The newly eligible players included 26 All-Stars, eight of whom were not included on the ballot, representing a total of 86 All-Star selections. Among the new candidates were 10-time All-Star Steve Carlton, 9-time All-Star Dave Concepción, 8-time All-Star Ted Simmons, and 6-time All-Stars Graig Nettles and Bruce Sutter. The field included MVP (Don Baylor), three Cy Young Award winners (Sutter, Ron Guidry, and Carlton, who won four times), and two Rookies of the Year (Chris Chambliss and Bob Horner).

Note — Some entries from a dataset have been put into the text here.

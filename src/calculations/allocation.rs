use crate::member::TeamMember;
use crate::money;
use crate::pool::AllocationStrategy;

/// Amount a manual override resolves to, regardless of strategy.
pub fn manual_allocation(eligible_amount: f64, percentage: f64) -> i64 {
    money::floor_units(money::percent_of(eligible_amount, percentage))
}

/// One allocation run over a member slice.
///
/// Members with a manual override are settled first. Whatever the overrides
/// leave of the pool (never less than zero) is split across the remaining
/// members according to the strategy. Every amount is floored, so the
/// automatic group may receive up to `count - 1` units less than what was
/// left; that slack stays unallocated.
///
/// Override percentages are not range-checked, so manual amounts can be
/// negative or huge. Sums over them saturate at the `i64` bounds.
///
/// Results are positional: entry `i` belongs to `members[i]`.
pub struct AllocationPass<'a> {
    members: &'a [TeamMember],
    strategy: AllocationStrategy,
}

impl<'a> AllocationPass<'a> {
    pub fn new(members: &'a [TeamMember], strategy: AllocationStrategy) -> Self {
        Self { members, strategy }
    }

    pub fn execute(&self, total_amount: i64) -> Vec<i64> {
        let (mut allocations, auto_indices, manually_allocated) = self.settle_manual();
        if auto_indices.is_empty() {
            return allocations;
        }

        let remaining = total_amount.saturating_sub(manually_allocated).max(0);
        match self.strategy {
            AllocationStrategy::Proportional => {
                self.split_proportional(remaining, &auto_indices, &mut allocations)
            }
            AllocationStrategy::Equal | AllocationStrategy::Custom => {
                Self::split_equal(remaining, &auto_indices, &mut allocations)
            }
        }
        allocations
    }

    /// Overrides only; every automatic member stays at zero.
    pub fn manual_only(&self) -> Vec<i64> {
        self.settle_manual().0
    }

    fn settle_manual(&self) -> (Vec<i64>, Vec<usize>, i64) {
        let mut allocations = vec![0; self.members.len()];
        let mut auto_indices = Vec::with_capacity(self.members.len());
        let mut manually_allocated = 0i64;
        for (idx, member) in self.members.iter().enumerate() {
            match member.manual_allocation_percentage {
                Some(pct) => {
                    let amount = manual_allocation(member.eligible_amount, pct);
                    allocations[idx] = amount;
                    manually_allocated = manually_allocated.saturating_add(amount);
                }
                None => auto_indices.push(idx),
            }
        }
        (allocations, auto_indices, manually_allocated)
    }

    fn split_equal(remaining: i64, auto_indices: &[usize], allocations: &mut [i64]) {
        let share = remaining / auto_indices.len() as i64;
        for &idx in auto_indices {
            allocations[idx] = share;
        }
    }

    fn split_proportional(&self, remaining: i64, auto_indices: &[usize], allocations: &mut [i64]) {
        let total_eligible: f64 = auto_indices
            .iter()
            .map(|&idx| self.members[idx].eligible_amount)
            .sum();
        // Nobody in the automatic group has an eligible amount to weigh by.
        if total_eligible <= 0.0 || !total_eligible.is_finite() {
            Self::split_equal(remaining, auto_indices, allocations);
            return;
        }
        for &idx in auto_indices {
            let weighted = remaining as f64 * self.members[idx].eligible_amount / total_eligible;
            allocations[idx] = money::floor_units(weighted);
        }
    }
}

/// Returns a copy of `members`, in the same order, with `actual_allocation`
/// filled in from a fresh allocation run.
pub fn allocate(
    members: &[TeamMember],
    total_amount: i64,
    strategy: AllocationStrategy,
) -> Vec<TeamMember> {
    let allocations = AllocationPass::new(members, strategy).execute(total_amount);
    members
        .iter()
        .zip(allocations)
        .map(|(member, actual_allocation)| TeamMember {
            actual_allocation,
            ..member.clone()
        })
        .collect()
}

Players eligible for the first time who were not included on the ballot were: Bill Almon, Joaquín Andújar, Juan Beníquez, Ron Davis, Iván DeJesús, Gene Garber, Steve Henderson, Larry Herndon, Steve Kemp, Tippy Martinez, Donnie Moore, Jim Morrison, Jerry Mumphrey, Gary Roenicke, Jerry Royster, Lary Sorensen, Willie Upshaw, and Butch Wynegar.

== J. G. Taylor Spink Award ==
Wendell Smith (1914–1972) received the J. G. Taylor Spink Award honoring a baseball writer. The award was voted at the December 1993 meeting of the BBWAA, and included in the summer 1994 ceremonies.